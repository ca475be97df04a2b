/// Errors returned by a capability backend before they are classified by the
/// session manager.
#[derive(Debug, Clone, PartialEq, Eq, thiserror::Error)]
pub enum CapabilityError {
    /// The backend observed the cancellation token and stopped.
    #[error("operation aborted")]
    Aborted,
    /// The backend cannot serve the requested configuration.
    #[error("unavailable: {0}")]
    Unavailable(String),
    /// Backend returned an application-level failure (HTTP status, quota, etc.).
    #[error("backend error: {message}")]
    Backend {
        message: String,
        status_code: Option<u16>,
    },
    /// Transport or stream I/O failed.
    #[error("transport error: {0}")]
    Transport(String),
    /// Backend response shape or sequencing was invalid.
    #[error("protocol error: {0}")]
    Protocol(String),
}

impl CapabilityError {
    /// Creates a backend-level error.
    pub fn backend(message: impl Into<String>, status_code: Option<u16>) -> Self {
        Self::Backend {
            message: message.into(),
            status_code,
        }
    }

    /// Creates a transport-level error.
    pub fn transport(message: impl Into<String>) -> Self {
        Self::Transport(message.into())
    }

    /// Creates a protocol-level error.
    pub fn protocol(message: impl Into<String>) -> Self {
        Self::Protocol(message.into())
    }

    /// Returns the human-readable message without the variant prefix.
    pub fn message(&self) -> &str {
        match self {
            Self::Aborted => "operation aborted",
            Self::Unavailable(message)
            | Self::Transport(message)
            | Self::Protocol(message)
            | Self::Backend { message, .. } => message,
        }
    }

    pub fn is_aborted(&self) -> bool {
        matches!(self, Self::Aborted)
    }
}

/// Error surfaced to callers of the session manager.
///
/// Cancellation is deliberately absent: a superseded or aborted operation ends
/// quietly instead of failing.
#[derive(Debug, Clone, PartialEq, Eq, thiserror::Error)]
pub enum SessionError {
    /// The environment lacks the capability entirely.
    #[error("{capability} is not supported: {reason}")]
    CapabilityUnsupported { capability: String, reason: String },
    /// The capability exists but cannot serve this configuration.
    #[error("{capability} model unavailable: {reason}")]
    ModelUnavailable { capability: String, reason: String },
    /// Availability check or session creation failed unexpectedly.
    #[error("{capability} initialization failed: {message}")]
    Initialization { capability: String, message: String },
    /// Opening or reading the output stream failed.
    #[error("{capability} stream failed: {message}")]
    StreamFailure { capability: String, message: String },
    /// The configuration could not be serialized for comparison.
    #[error("invalid session config: {0}")]
    Config(String),
}

impl SessionError {
    /// Whether re-running the same request with the same configuration may
    /// succeed.
    pub fn is_retryable(&self) -> bool {
        matches!(
            self,
            Self::Initialization { .. } | Self::StreamFailure { .. }
        )
    }

    /// The message broadcast alongside `SessionStatus::Error`.
    pub fn status_message(&self) -> String {
        match self {
            Self::CapabilityUnsupported { reason, .. } | Self::ModelUnavailable { reason, .. } => {
                reason.clone()
            }
            Self::Initialization { message, .. } | Self::StreamFailure { message, .. } => {
                message.clone()
            }
            Self::Config(message) => message.clone(),
        }
    }
}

(Aim of the task):
Could you copy each line from the listing that has the word "SessionError" in it?

(Answer for this exercise):
pub enum SessionError {
impl SessionError {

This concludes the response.